Joseph Joder's studies in mathematics and mechanics led him step
by step into the slippery field of invention. Like the medieval
alchemists, seeking the elixir of life, he was after the long-sought
mechanical elixir. It was some time in the late '60's and early
'70's that he became an enthusiast in the recurring craze for
"perpetual motion." After studying somewhat and pondering
the idea, he became convinced that it was possible and ere long
would be realized. Why could not he be the inventor and reap the
certain reward?
He set to work on the project with zest, paid out for having the
necessary parts made, all the money he could obtain, for the most
part reluctantly advanced by his daughter, housekeeper and home-maker
until finally the contrivance was ready to try out-or start. It
consisted roughly of a wooden plank, 2 x 6 inches, with two large
wheels, one stationary on the large upright plank, the other capable
of moving up and down on the upright beam of the frame, parallel
to the main beam. Between the two wheels was a small wheel to
operate on the surface of the two large wheels, the movable wheel
to be started and controlled by a system of weights, which once
started by an operating lever were supposed to keep the works
going.34 But when ready to set the machine in motion, that which
worked so perfectly and wondrously in thought refused to function;
it became inextricably locked, requiring a crowbar to pry it loose.
Sorely disappointed, our poet-inventor silently accepted defeat.
He had, however, worked out his mechanism to such a fine point
that he just missed the accidental invention or discovery of a
new mechanical application. The principle which he employed in
his mechanism was grasped by another, one who had made for him
the various parts for his machine. This Bloomington man soon thereafter
secured a patent on what was known as "centripetal power,"
an attachment
---------
34 Description accompanied by a drawing from memory by Milo P. Lantz -Letter of April 14, 1929. A similar description is also given by Joseph J. Clark, grandson, of Lewiston, Idaho-Letter of February 26, 1929.
161
for developing power in the operation
of various machines. "It was very evident," says one
of his grandsons35 and an eye witness, "that this principle
was taken from grandfather's model, but he wasn't studying for
power, his was perpetual motion." Tradition says that the
inventor received $10,000 for his invention, which at that time
was considered a snug fortune.
About this time, in his old age, Joseph Joder took up another
side line, partly to amuse himself, partly to satisfy a felt need
for change in his simple daily routine, less I take it, with any
thought of increasing his earning power. He purchased a small
knitting machine and for several years operated it, knitting socks,
mittens, etc., for relatives or friends and neighbors. From this
work he got the necessary recreation, which in turn gave him greater
energy in his studies and the writing of his reflections. He was
doubtless as much of a misfit in the field of mechanics as he
was at home in his domain of the linguistic and the literary.
Joseph Joder was an out-of-the-ordinary, common man. His characteristics
and traits, his peculiarities and talents were not new nor strange.
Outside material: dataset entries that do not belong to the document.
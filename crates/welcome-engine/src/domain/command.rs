//! # Command Matching
//!
//! Detects commands addressed to the bot account inside comment bodies.
//! The pattern is a literal `@<account>` immediately followed by optional
//! whitespace and `!<token>`.

use regex::Regex;

/// A recognized command token.
#[derive(Clone, Copy, Debug, PartialEq, Eq)]
pub enum Command {
    /// Welcome the root author of the thread.
    Welcome,
}

/// Matcher for addressed commands.
///
/// Compiled once per processor; the matched token is dispatched so that
/// additional commands can be added without touching the pattern.
pub struct CommandMatcher {
    mention: String,
    pattern: Regex,
}

impl CommandMatcher {
    /// Build a matcher for the given account name.
    pub fn new(account: &str) -> Self {
        let pattern = Regex::new(&format!(r"@{}\s?!(\w+)", regex::escape(account)))
            .expect("command pattern compiles for any escaped account");
        Self {
            mention: format!("@{account}"),
            pattern,
        }
    }

    /// Cheap pre-filter: does the body mention the account at all?
    pub fn mentions(&self, body: &str) -> bool {
        body.contains(&self.mention)
    }

    /// Extract a recognized command from a body, if any.
    pub fn parse(&self, body: &str) -> Option<Command> {
        let captures = self.pattern.captures(body)?;
        match &captures[1] {
            "welcome" => Some(Command::Welcome),
            _ => None,
        }
    }
}
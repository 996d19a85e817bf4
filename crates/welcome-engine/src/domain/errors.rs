//! # Domain Errors
//!
//! Error taxonomy for the ingestion loop and command processor. Per-block
//! and per-command errors are contained and logged where they occur; only
//! storage failures terminate the loop.

use thiserror::Error;

/// Engine error types.
#[derive(Debug, Error)]
pub enum EngineError {
    /// Checkpoint/snapshot/dedup storage cannot be created or written.
    /// Fatal: the loop must not proceed with an unpersisted checkpoint.
    #[error("state storage unavailable: {message}")]
    StorageUnavailable {
        /// Underlying cause.
        message: String,
    },

    /// A block was still empty after exhausting the retry bound. The block
    /// is skipped and its number checkpointed anyway.
    #[error("block {number} unavailable after {attempts} attempts")]
    BlockUnavailable {
        /// Block number that could not be fetched.
        number: u64,
        /// Attempts made.
        attempts: u32,
    },

    /// The root post of a command's thread no longer exists. The command
    /// is abandoned, non-fatally.
    #[error("referenced post @{author}/{permlink} does not exist")]
    MissingReferencedPost {
        /// Referenced author.
        author: String,
        /// Referenced permlink.
        permlink: String,
    },

    /// A reply or vote was rejected by the broadcast endpoint.
    #[error("{action} rejected for {target}")]
    SubmissionRejected {
        /// Which action was rejected ("reply" or "vote").
        action: &'static str,
        /// `@author/permlink` of the target.
        target: String,
    },

    /// Transport-level failure talking to the ledger node or wallet.
    #[error("rpc error: {0}")]
    Rpc(String),
}

impl EngineError {
    /// Wrap an I/O-ish failure as a storage error.
    pub fn storage(message: impl std::fmt::Display) -> Self {
        EngineError::StorageUnavailable {
            message: message.to_string(),
        }
    }
}

#[cfg(test)]
mod tests {
    use super::*;

    #[test]
    fn test_storage_unavailable_display() {
        let err = EngineError::storage("permission denied");
        assert!(err.to_string().contains("permission denied"));
    }

    #[test]
    fn test_block_unavailable_display() {
        let err = EngineError::BlockUnavailable {
            number: 96,
            attempts: 4,
        };
        assert!(err.to_string().contains("96"));
        assert!(err.to_string().contains("4 attempts"));
    }

    #[test]
    fn test_missing_post_display() {
        let err = EngineError::MissingReferencedPost {
            author: "alice".to_string(),
            permlink: "gone".to_string(),
        };
        assert!(err.to_string().contains("@alice/gone"));
    }

    #[test]
    fn test_submission_rejected_display() {
        let err = EngineError::SubmissionRejected {
            action: "vote",
            target: "@alice/my-post".to_string(),
        };
        assert!(err.to_string().contains("vote rejected"));
    }
}
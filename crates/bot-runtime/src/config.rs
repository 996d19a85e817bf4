//! # Runtime Configuration
//!
//! JSON config file (the single CLI argument) plus environment overrides.
//! The file carries identities and endpoints; the reply template lives in
//! its own file so operators can edit it without touching the config.

use anyhow::{Context, Result};
use serde::Deserialize;
use std::collections::HashSet;
use std::path::{Path, PathBuf};
use tracing::info;
use welcome_engine::EngineConfig;

fn default_vote_weight() -> i16 {
    welcome_engine::config::DEFAULT_VOTE_WEIGHT
}

/// Runtime configuration, deserialized from the JSON config file.
#[derive(Clone, Debug, Deserialize)]
pub struct RuntimeConfig {
    /// Account the bot acts as.
    pub account: String,
    /// JSON-RPC endpoint of a chain node (reads).
    pub node_url: String,
    /// JSON-RPC endpoint of the signing wallet (writes).
    pub wallet_url: String,
    /// Authors excluded from command handling.
    #[serde(default)]
    pub blacklisted_users: HashSet<String>,
    /// Path to the welcome reply template (`$username` placeholder).
    pub welcome_message: PathBuf,
    /// Data directory for checkpoint/state/dedup files.
    /// Defaults to `~/.communitybot`.
    #[serde(default)]
    pub data_dir: Option<PathBuf>,
    /// Vote weight in percent.
    #[serde(default = "default_vote_weight")]
    pub vote_weight: i16,
    /// Ignore the checkpoint and start from this block.
    #[serde(default)]
    pub start_from: Option<u64>,
}

impl RuntimeConfig {
    /// Load from a JSON file, then apply environment overrides.
    pub fn load(path: &Path) -> Result<Self> {
        let text = std::fs::read_to_string(path)
            .with_context(|| format!("reading config file {}", path.display()))?;
        let mut config: Self = serde_json::from_str(&text)
            .with_context(|| format!("parsing config file {}", path.display()))?;
        config.apply_env_overrides();
        Ok(config)
    }

    fn apply_env_overrides(&mut self) {
        if let Ok(url) = std::env::var("BOT_NODE_URL") {
            info!("[runtime] node url overridden from environment");
            self.node_url = url;
        }
        if let Ok(url) = std::env::var("BOT_WALLET_URL") {
            info!("[runtime] wallet url overridden from environment");
            self.wallet_url = url;
        }
        if let Ok(dir) = std::env::var("BOT_DATA_DIR") {
            self.data_dir = Some(PathBuf::from(dir));
        }
    }

    /// Resolved data directory.
    pub fn data_dir(&self) -> PathBuf {
        self.data_dir.clone().unwrap_or_else(|| {
            dirs::home_dir()
                .unwrap_or_else(|| PathBuf::from("."))
                .join(".communitybot")
        })
    }

    /// Build the engine config, reading the reply template file.
    pub fn engine_config(&self) -> Result<EngineConfig> {
        let reply_template = std::fs::read_to_string(&self.welcome_message)
            .with_context(|| {
                format!(
                    "reading welcome template {}",
                    self.welcome_message.display()
                )
            })?;
        Ok(EngineConfig {
            account: self.account.clone(),
            blacklist: self.blacklisted_users.clone(),
            reply_template,
            vote_weight: self.vote_weight,
            fetch_attempts: welcome_engine::config::DEFAULT_FETCH_ATTEMPTS,
        })
    }
}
All things that marked him were found in other persons, but not
all in one person. Thus he was an unusual man; a marked man and
attracted notice.
He was a large man physically, tall -- six feet, two inches, when
in his prime- rough-boned and lank, loosely put together, with
long arms and legs and big feet. He was not robust, but a man
of strength with an iron constitution, never sick.
In habits, he was abstemious; rigidly temperate. He was not gluttonous,
although he did not simply eat to live, for he was a good liver
-- he always enjoyed a good table. His one indulgence was smoking.
In his old age, he at times "swore off," vowed he would
quit, what he regarded as a bad habit, and threw his pipe as far
as he could throw it; but he always managed to remember just where
he had thrown it"' and without apologies resumed smoking.
He dressed plainly. Until old, he wore "home-made" clothes
and only in later years did he resort to "store" clothes
or "hand-me-downs," even then the creases were first
carefully ironed out before putting them on. His daughter, Mary,
was not only a school teacher but also a seamstress, making suits
for him and his numerous grandsons. While he was reared in the
hook-and-eye age of his religious faith, he early discarded the
peculiar superstition that the Lord had decreed a certain style
of dress, and took to buttons. Until old age, however, until he
began wearing the custom made suits, he wore the trousers without
the buttoned vent, continuing the old-fashioned drop front. He
always wore the plain white muslin shirts, the only adornment
being the, long, wide, well-worn, black tie-band under the wide,
turnover attached collar. His hat was neither "stove-pipe"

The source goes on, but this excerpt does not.